A Comprehensive Community Needs Assessment for Advancing Text Analytics Data Services in Academic Libraries

Project Leads: PI: Dr. Kun Lu; Co-PI: Dr. Soohyung Joo

Graduate Students/Assistants: Sydney Fant; Susanna Spendlove

Project Introduction

The team from the University of Alabama and the University of Kentucky aims to conduct a comprehensive assessment of community needs related to advancing text analytics data services in academic libraries. This project aims to gather substantial evidence and insights to support a subsequent, larger project focused on developing text analytics service models for academic libraries and creating tailored training resources for data librarians. This project will conduct a thorough survey of the current state of text analytics services in academic libraries and an in-depth evaluation of the needs of various stakeholders from different types of institutions, including library users, librarians, and LIS (Library and Information Studies) educators. The findings from this project will guide the follow-up effort aiming at developing text analytics service models and customized training materials for academic librarians involved in data services. Ultimately, the results of this investigation will serve as the evidence base for designing innovative data service models that incorporate text analytics and for developing practical training tools for librarians.

Methodology

This project comprises seven main tasks and methodologies.

Tasks

Objectives

Methods

Task 1: Investigation of current services.

Assess the current state of text analytics services in academic libraries.
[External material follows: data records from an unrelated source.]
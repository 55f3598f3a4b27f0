//! Runtime type descriptors
//!
//! Handlers are registered against a [`TypeInfo`]. Every descriptor has a
//! single parent, so a value's type chain runs from its own type up to
//! [`builtins::OBJECT`], most specific first.

use std::fmt;
use std::hash::{Hash, Hasher};
use std::sync::Arc;
use std::sync::atomic::{AtomicU64, Ordering};

static NEXT_KEY: AtomicU64 = AtomicU64::new(0);

/// Unique key of a type descriptor, used to index handler tables.
#[derive(Debug, Clone, Copy, PartialEq, Eq, PartialOrd, Ord, Hash)]
pub struct TypeKey(u64);

/// A runtime type descriptor
///
/// Two descriptors are the same type only if they come from the same
/// [`TypeInfo::new`] call; names may repeat.
#[derive(Clone)]
pub struct TypeInfo(Arc<TypeData>);

struct TypeData {
    key: TypeKey,
    name: String,
    module: Option<String>,
    parent: Option<TypeInfo>,
}

impl TypeInfo {
    /// A new type deriving directly from `object`.
    pub fn new(name: impl Into<String>) -> Self {
        Self::create(name.into(), None, Some(builtins::OBJECT.clone()))
    }

    /// A new type deriving from `parent`.
    pub fn subtype(name: impl Into<String>, parent: &TypeInfo) -> Self {
        Self::create(name.into(), None, Some(parent.clone()))
    }

    fn create(name: String, module: Option<String>, parent: Option<TypeInfo>) -> Self {
        let key = TypeKey(NEXT_KEY.fetch_add(1, Ordering::Relaxed));
        TypeInfo(Arc::new(TypeData {
            key,
            name,
            module,
            parent,
        }))
    }

    /// Same type under a module path. Only affects display names.
    pub fn in_module(self, module: impl Into<String>) -> Self {
        let data = &self.0;
        TypeInfo(Arc::new(TypeData {
            key: data.key,
            name: data.name.clone(),
            module: Some(module.into()),
            parent: data.parent.clone(),
        }))
    }

    pub fn key(&self) -> TypeKey {
        self.0.key
    }

    pub fn name(&self) -> &str {
        &self.0.name
    }

    pub fn module(&self) -> Option<&str> {
        self.0.module.as_deref()
    }

    /// `module.Name`, or just `Name` for builtins and module-less types.
    pub fn qualname(&self) -> String {
        match self.module() {
            Some(module) => format!("{module}.{}", self.name()),
            None => self.name().to_string(),
        }
    }

    pub fn parent(&self) -> Option<&TypeInfo> {
        self.0.parent.as_ref()
    }

    /// This type followed by its ancestors, most specific first.
    pub fn chain(&self) -> Chain<'_> {
        Chain { next: Some(self) }
    }

    pub fn is_subtype_of(&self, other: &TypeInfo) -> bool {
        self.chain().any(|t| t == other)
    }

    pub fn is_root(&self) -> bool {
        self.parent().is_none()
    }
}

/// Iterator over a type chain
pub struct Chain<'a> {
    next: Option<&'a TypeInfo>,
}

impl<'a> Iterator for Chain<'a> {
    type Item = &'a TypeInfo;

    fn next(&mut self) -> Option<Self::Item> {
        let current = self.next?;
        self.next = current.parent();
        Some(current)
    }
}

impl PartialEq for TypeInfo {
    fn eq(&self, other: &Self) -> bool {
        self.key() == other.key()
    }
}

impl Eq for TypeInfo {}

impl Hash for TypeInfo {
    fn hash<H: Hasher>(&self, state: &mut H) {
        self.key().hash(state);
    }
}

impl fmt::Debug for TypeInfo {
    fn fmt(&self, f: &mut fmt::Formatter<'_>) -> fmt::Result {
        write!(f, "TypeInfo({})", self.qualname())
    }
}

impl fmt::Display for TypeInfo {
    fn fmt(&self, f: &mut fmt::Formatter<'_>) -> fmt::Result {
        f.write_str(self.name())
    }
}

/// Descriptors of the built-in value kinds.
pub mod builtins {
    use std::sync::LazyLock;

    use super::TypeInfo;

    /// Root of every chain.
    pub static OBJECT: LazyLock<TypeInfo> =
        LazyLock::new(|| TypeInfo::create("object".into(), None, None));

    pub static NONE: LazyLock<TypeInfo> = LazyLock::new(|| TypeInfo::new("NoneType"));
    pub static INT: LazyLock<TypeInfo> = LazyLock::new(|| TypeInfo::new("int"));
    /// `bool` is a subtype of `int`.
    pub static BOOL: LazyLock<TypeInfo> = LazyLock::new(|| TypeInfo::subtype("bool", &INT));
    pub static FLOAT: LazyLock<TypeInfo> = LazyLock::new(|| TypeInfo::new("float"));
    pub static STR: LazyLock<TypeInfo> = LazyLock::new(|| TypeInfo::new("str"));
    pub static BYTES: LazyLock<TypeInfo> = LazyLock::new(|| TypeInfo::new("bytes"));
    pub static LIST: LazyLock<TypeInfo> = LazyLock::new(|| TypeInfo::new("list"));
    pub static TUPLE: LazyLock<TypeInfo> = LazyLock::new(|| TypeInfo::new("tuple"));
    pub static SET: LazyLock<TypeInfo> = LazyLock::new(|| TypeInfo::new("set"));
    pub static DICT: LazyLock<TypeInfo> = LazyLock::new(|| TypeInfo::new("dict"));
    pub static TYPE: LazyLock<TypeInfo> = LazyLock::new(|| TypeInfo::new("type"));
    pub static TAG: LazyLock<TypeInfo> = LazyLock::new(|| TypeInfo::new("Tag"));
}

#[cfg(test)]
mod tests {
    use super::*;

    #[test]
    fn test_bool_chain() {
        let names: Vec<&str> = builtins::BOOL.chain().map(TypeInfo::name).collect();
        assert_eq!(names, ["bool", "int", "object"]);
        assert!(builtins::BOOL.is_subtype_of(&builtins::INT));
        assert!(!builtins::INT.is_subtype_of(&builtins::BOOL));
    }

    #[test]
    fn test_identity_not_name() {
        let a = TypeInfo::new("Point");
        let b = TypeInfo::new("Point");
        assert_ne!(a, b);
        assert_eq!(a.clone().in_module("geometry"), a);
    }

    #[test]
    fn test_qualname() {
        let t = TypeInfo::new("Point").in_module("geometry");
        assert_eq!(t.qualname(), "geometry.Point");
        assert_eq!(builtins::LIST.qualname(), "list");
        assert!(builtins::OBJECT.is_root());
    }
}
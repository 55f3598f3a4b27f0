//! repr Render
//!
//! Output backends for tag trees:
//! - [`HtmlGenerator`]: generic tags are translated to concrete HTML with
//!   `hrepr-*` classes, then laid out as markup
//! - [`TermGenerator`]: generic tags are lowered to plain-text layout
//!   documents such as `[1, 2, 3]`

pub mod html;
pub mod term;

pub use html::{HtmlGenerator, HtmlOptions};
pub use term::{TermGenerator, TerminalOptions};

/// Rendering errors
#[derive(Debug, thiserror::Error)]
pub enum RenderError {
    #[error("Void element <{tag}> cannot have children")]
    VoidWithChildren { tag: String },

    #[error("Referenced <{tag}> element has no id and was already serialized")]
    MissingId { tag: String },

    #[error(transparent)]
    Tag(#[from] repr_tag::TagError),
}
//! String and bytes encoding

use repr_core::{Handled, Hrepr, ReprError, Value, make};

pub(crate) const DEFAULT_CUTOFF: usize = 20;

/// Escape control characters so a string renders on one line.
pub fn encode(s: &str) -> String {
    let mut out = String::with_capacity(s.len());
    for c in s.chars() {
        match c {
            '\n' => out.push_str("\\n"),
            '\t' => out.push_str("\\t"),
            '\r' => out.push_str("\\r"),
            '\\' => out.push_str("\\\\"),
            c if c.is_control() => out.push_str(&format!("\\x{:02x}", u32::from(c))),
            c => out.push(c),
        }
    }
    out
}

/// Lowercase hex digits of `bytes`.
pub fn hex(bytes: &[u8]) -> String {
    bytes.iter().map(|b| format!("{b:02x}")).collect()
}

/// First `cutoff - 3` characters and `...` when `s` is longer than `cutoff`.
pub fn truncate(s: &str, cutoff: usize) -> String {
    if s.chars().count() <= cutoff {
        return s.to_string();
    }
    let mut out: String = s.chars().take(cutoff.saturating_sub(3)).collect();
    out.push_str("...");
    out
}

fn cutoff(hrepr: &Hrepr, key: &str) -> usize {
    hrepr
        .config()
        .int(key)
        .and_then(|n| usize::try_from(n).ok())
        .unwrap_or(DEFAULT_CUTOFF)
}

/// Text of a string or bytes value, its length for the cutoff test, and
/// the config key of its cutoff. Bytes count bytes, not hex digits.
fn text_of(value: &Value) -> Option<(String, usize, &'static str, &'static str)> {
    match value {
        Value::Str(s) => Some((s.to_string(), s.chars().count(), "string_cutoff", "str")),
        Value::Bytes(b) => Some((hex(b), b.len(), "bytes_cutoff", "bytes")),
        _ => None,
    }
}

/// Short texts decline, so they are never tracked as references.
pub(crate) fn full(value: &Value, hrepr: &mut Hrepr) -> Result<Handled, ReprError> {
    let Some((text, len, key, ty)) = text_of(value) else {
        return Ok(Handled::Declined);
    };
    if len <= cutoff(hrepr, key) {
        return Ok(Handled::Declined);
    }
    Ok(make::atom(encode(&text), Some(ty)).into())
}

pub(crate) fn short(value: &Value, hrepr: &mut Hrepr) -> Result<Handled, ReprError> {
    let Some((text, _, key, ty)) = text_of(value) else {
        return Ok(Handled::Declined);
    };
    let text = truncate(&text, cutoff(hrepr, key));
    Ok(make::atom(encode(&text), Some(ty)).into())
}

#[cfg(test)]
mod tests {
    use super::*;

    #[test]
    fn test_encode_control_characters() {
        assert_eq!(encode("a\nb\tc\rd"), r"a\nb\tc\rd");
        assert_eq!(encode(r"back\slash"), r"back\\slash");
        assert_eq!(encode("\u{1}\u{7f}"), r"\x01\x7f");
        assert_eq!(encode("héllo ⟳"), "héllo ⟳");
    }

    #[test]
    fn test_hex() {
        assert_eq!(hex(&[0x00, 0xab, 0x10]), "00ab10");
        assert_eq!(hex(&[]), "");
    }

    #[test]
    fn test_truncate() {
        assert_eq!(truncate("short", 20), "short");
        assert_eq!(truncate("abcdefghij", 10), "abcdefghij");
        assert_eq!(truncate("abcdefghijk", 10), "abcdefg...");
        assert_eq!(truncate("ééééé", 4), "é...");
    }
}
Content analysis of ~250 library websites; Literature review.

Task 2: Case Studies

Identify best practices and

innovative text analytics services.

In-depth analysis of selected libraries.

Task 3: Needs assessment of users

Identify user needs for library

support in text analytics.

Online survey of faculty,

researchers, and students.

Task 4: Needs assessment of Librarians

Identify existing and potential text analytics services. Assess librarians' current skills and training needs.

Nationwide survey of librarians; Semi-structured interviews.

Task 5: Input from LIS educators

Determine the knowledge and skills required for text analytics services. Identify pedagogical approaches for librarian training.

Focus groups.

Task 6: Library partnerships

Establish and strengthen collaborations with libraries and professionals.

Outreach to librarians; Participation in professional meetings.

Task 7: Planning next project

Plan the next phase, which

aims to design text analytics

service models and develop

tailored training resources.

Synthesis of evidence and takeaways from Tasks 1- 5.

Timeline

This is a two-year project. The first year will focus on investigating current services, case studies, needs assessments of librarians, needs assessments of users, and partnerships with other academic libraries. The second year will focus on the analysis of librarian assessments, needs assessments of users, input from LIS instructors, partnerships with other academic libraries, and planning the next stages. The project team plans a follow-up project built on the foundation of this project to develop text analytics service models for academic libraries and create tailored training resources for academic librarians. These service models and training resources will have a long-term impact on advancing text analytics data services in academic libraries.

Expected Deliverables

The primary outcome of this project will be a series of research findings and reports, covering various aspects: (a) the areas of text analytics services in academic libraries; (b) the specific needs of text analytics support among users; (c) case studies and best practices of text analytics services in libraries; (d) the topics and content of text analytics tailored to librarian training; (e) pedagogical approaches to training librarians; (f) partnership agreement on developing text analytics services and training resources, among others. These findings and reports will paint a comprehensive picture of the current state of text analytics services and the perspectives of different stakeholders, including librarians, library users, and LIS educators, on advancing text analytics services in academic libraries.

Advisory Board Members

The advisory board includes four external experts who will provide valuable insights and guidance to support the project’s goals.

Borui Zhang

Borui Zhang (Ph.D. in Linguistics), an NLP specialist at George A. Smathers Libraries, University of Florida, focuses on making text analytics and AI resources accessible across disciplines in her libraries.

Isaac Wink

Isaac Wink (MLIS) is a Research Data Librarian at the University of Kentucky Libraries. He provides support to UK researchers across all disciplines and at all stages of the research data lifecycle, including planning projects, developing data management workflows, preserving and sharing data, and identifying datasets for reuse.

Kara Handren

Kara Handren (Master of Information), a Data Librarian at the University of Toronto Libraries, specializes in metadata and data librarianship.

Tara Baillargeon

Tara Baillargeon (Ed.D., MLIS), Dean of Raynor Library at Marquette University, has conducted research on digital scholarship.